=== Begin Enclosure ===

mod create;
mod layout;
mod scan;
mod types;
mod verify;

pub use create::{
    build_entries, build_headers, create_image, write_gpt, write_protective_mbr, DATA_NAME,
    ESP_NAME,
};
pub use layout::{layout_image, ImagePlan};
pub use scan::{locate_partition, LocateError, LocateStage, LocatedPartition, MIN_PARTITION_LBA};
pub use types::{
    encode_partition_table, GptError, GptHeader, GptPartitionEntry, GptStage, HeaderCopy,
    GPT_HEADER_SIZE, GPT_REVISION, GPT_SIGNATURE, PARTITION_ENTRY_COUNT, PARTITION_ENTRY_SIZE,
    PARTITION_TABLE_BLOCKS, PARTITION_TABLE_BYTES,
};
pub use verify::{verify_gpt, GptSummary};
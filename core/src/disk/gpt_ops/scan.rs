// Locating a partition in an existing image
//
// Structural checks only: signatures, the partition number and the entry's
// LBA bounds. Header and table CRCs are not recomputed here; `verify_gpt`
// does that separately.

use core::fmt;

use gpt_disk_io::BlockIo;
use gpt_disk_types::{BlockSize, Lba};

use super::types::{GptHeader, GptPartitionEntry, PARTITION_ENTRY_SIZE, PRIMARY_HEADER_LBA};
use crate::disk::mbr::{ProtectiveMbr, OSTYPE_PROTECTIVE};
use crate::disk::{ALIGNMENT_LBA, BLOCK_SIZE};

/// Lowest starting LBA accepted for a partition
pub const MIN_PARTITION_LBA: u64 = ALIGNMENT_LBA;

/// Read step that failed
#[derive(Debug, Clone, Copy, PartialEq, Eq)]
pub enum LocateStage {
    DeviceSize,
    Mbr,
    GptHeader,
    PartitionEntry,
}

impl fmt::Display for LocateStage {
    fn fmt(&self, f: &mut fmt::Formatter<'_>) -> fmt::Result {
        match self {
            Self::DeviceSize => write!(f, "device size"),
            Self::Mbr => write!(f, "MBR"),
            Self::GptHeader => write!(f, "GPT header"),
            Self::PartitionEntry => write!(f, "partition entry"),
        }
    }
}

/// One variant per validation gate, in the order they are checked
#[derive(Debug, Clone, Copy, PartialEq, Eq)]
pub enum LocateError {
    Io(LocateStage),
    UnsupportedBlockSize,
    /// Block 0 does not end in 0xAA55
    InvalidMbrSignature(u16),
    /// MBR record 0 is not a protective entry starting at LBA 1
    NotProtective { os_type: u8, starting_lba: u32 },
    /// Block 1 does not carry "EFI PART"
    InvalidGptSignature(u64),
    PartitionNumberOutOfRange { number: u32, max: u32 },
    StartOutOfRange { start: u64, min: u64, max: u64 },
    EndOutOfRange { start: u64, end: u64, max: u64 },
}

impl fmt::Display for LocateError {
    fn fmt(&self, f: &mut fmt::Formatter<'_>) -> fmt::Result {
        match self {
            Self::Io(stage) => write!(f, "I/O error reading {}", stage),
            Self::UnsupportedBlockSize => write!(f, "unsupported block size (need 512)"),
            Self::InvalidMbrSignature(sig) => {
                write!(f, "MBR signature is {:#06x}, expected 0xaa55", sig)
            }
            Self::NotProtective {
                os_type,
                starting_lba,
            } => write!(
                f,
                "MBR entry 0 is type {:#04x} at LBA {}, expected type 0xee at LBA 1",
                os_type, starting_lba
            ),
            Self::InvalidGptSignature(sig) => {
                write!(f, "GPT signature is {:#018x}, expected \"EFI PART\"", sig)
            }
            Self::PartitionNumberOutOfRange { number, max } => {
                write!(f, "partition {} out of range 1..={}", number, max)
            }
            Self::StartOutOfRange { start, min, max } => write!(
                f,
                "partition start LBA {} outside {}..={}",
                start, min, max
            ),
            Self::EndOutOfRange { start, end, max } => write!(
                f,
                "partition end LBA {} must be above start {} and at most {}",
                end, start, max
            ),
        }
    }
}

/// Partition found by [`locate_partition`]
#[derive(Debug, Clone, PartialEq, Eq)]
pub struct LocatedPartition {
    /// 1-based
    pub number: u32,
    pub start_lba: u64,
    /// Inclusive, as stored in the entry
    pub end_lba: u64,
    pub entry: GptPartitionEntry,
}

impl LocatedPartition {
    /// `end_lba - start_lba`, the length handed to the formatter.
    ///
    /// One short of the inclusive block count; the formatter never touches
    /// the final block of the partition.
    pub const fn sector_count(&self) -> u64 {
        self.end_lba - self.start_lba
    }
}

fn read_block<B: BlockIo>(
    block_io: &mut B,
    lba: u64,
    stage: LocateStage,
) -> Result<[u8; BLOCK_SIZE], LocateError> {
    let mut buf = [0u8; BLOCK_SIZE];
    block_io.read_blocks(Lba(lba), &mut buf).map_err(|err| {
        tracing::error!(%err, lba, %stage, "read failed");
        LocateError::Io(stage)
    })?;
    Ok(buf)
}

/// Validate the image's partitioning and resolve 1-based partition `number`.
///
/// Stops at the first failing check.
pub fn locate_partition<B: BlockIo>(
    block_io: &mut B,
    number: u32,
) -> Result<LocatedPartition, LocateError> {
    if block_io.block_size() != BlockSize::BS_512 {
        return Err(LocateError::UnsupportedBlockSize);
    }
    let total_blocks = block_io.num_blocks().map_err(|err| {
        tracing::error!(%err, "could not query device size");
        LocateError::Io(LocateStage::DeviceSize)
    })?;

    let mbr = ProtectiveMbr::from_bytes(&read_block(block_io, 0, LocateStage::Mbr)?);
    if !mbr.has_valid_signature() {
        return Err(LocateError::InvalidMbrSignature(mbr.signature));
    }

    let record = mbr.partitions[0];
    if record.os_type != OSTYPE_PROTECTIVE || record.starting_lba != 1 {
        return Err(LocateError::NotProtective {
            os_type: record.os_type,
            starting_lba: record.starting_lba,
        });
    }

    let header_block = read_block(block_io, PRIMARY_HEADER_LBA, LocateStage::GptHeader)?;
    let header = GptHeader::from_bytes(&header_block);
    if !header.has_valid_signature() {
        return Err(LocateError::InvalidGptSignature(header.signature));
    }

    if number == 0 || number > header.number_of_partition_entries {
        return Err(LocateError::PartitionNumberOutOfRange {
            number,
            max: header.number_of_partition_entries,
        });
    }

    let offset = (number as u64 - 1) * PARTITION_ENTRY_SIZE as u64;
    let entry_lba = header.partition_entry_lba + offset / BLOCK_SIZE as u64;
    let within = (offset % BLOCK_SIZE as u64) as usize;
    let block = read_block(block_io, entry_lba, LocateStage::PartitionEntry)?;

    let mut raw = [0u8; PARTITION_ENTRY_SIZE];
    raw.copy_from_slice(&block[within..within + PARTITION_ENTRY_SIZE]);
    let entry = GptPartitionEntry::from_bytes(&raw);

    let start = entry.starting_lba;
    let end = entry.ending_lba;
    if start < MIN_PARTITION_LBA || start > total_blocks {
        return Err(LocateError::StartOutOfRange {
            start,
            min: MIN_PARTITION_LBA,
            max: total_blocks,
        });
    }
    if end <= start || end > total_blocks {
        return Err(LocateError::EndOutOfRange {
            start,
            end,
            max: total_blocks,
        });
    }

    tracing::info!(
        number,
        start_lba = start,
        end_lba = end,
        "located partition"
    );

    Ok(LocatedPartition {
        number,
        start_lba: start,
        end_lba: end,
        entry,
    })
}
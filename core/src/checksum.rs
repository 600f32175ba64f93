//! CRC-32 (IEEE 802.3, reflected polynomial 0xEDB88320)
//!
//! Used for the GPT header and partition entry array checksums.

const POLYNOMIAL: u32 = 0xEDB8_8320;

/// Byte-indexed lookup table, built at compile time.
static TABLE: [u32; 256] = build_table();

const fn build_table() -> [u32; 256] {
    let mut table = [0u32; 256];
    let mut i = 0;
    while i < 256 {
        let mut crc = i as u32;
        let mut bit = 0;
        while bit < 8 {
            crc = if crc & 1 != 0 {
                (crc >> 1) ^ POLYNOMIAL
            } else {
                crc >> 1
            };
            bit += 1;
        }
        table[i] = crc;
        i += 1;
    }
    table
}

/// CRC-32 of `data`.
pub fn crc32(data: &[u8]) -> u32 {
    crc32_update(0, data)
}

/// Continue a CRC-32 from a previous result.
///
/// `crc32_update(crc32(a), b) == crc32(a ++ b)`. A `previous` of 0 starts a
/// fresh checksum.
pub fn crc32_update(previous: u32, data: &[u8]) -> u32 {
    let mut crc = !previous;
    for &byte in data {
        crc = (crc >> 8) ^ TABLE[((crc & 0xFF) as u8 ^ byte) as usize];
    }
    !crc
}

=== End Enclosure ===

> Activity
How many of the lines above hold "usize"? Answer with only the number.

> Result of the exercise
2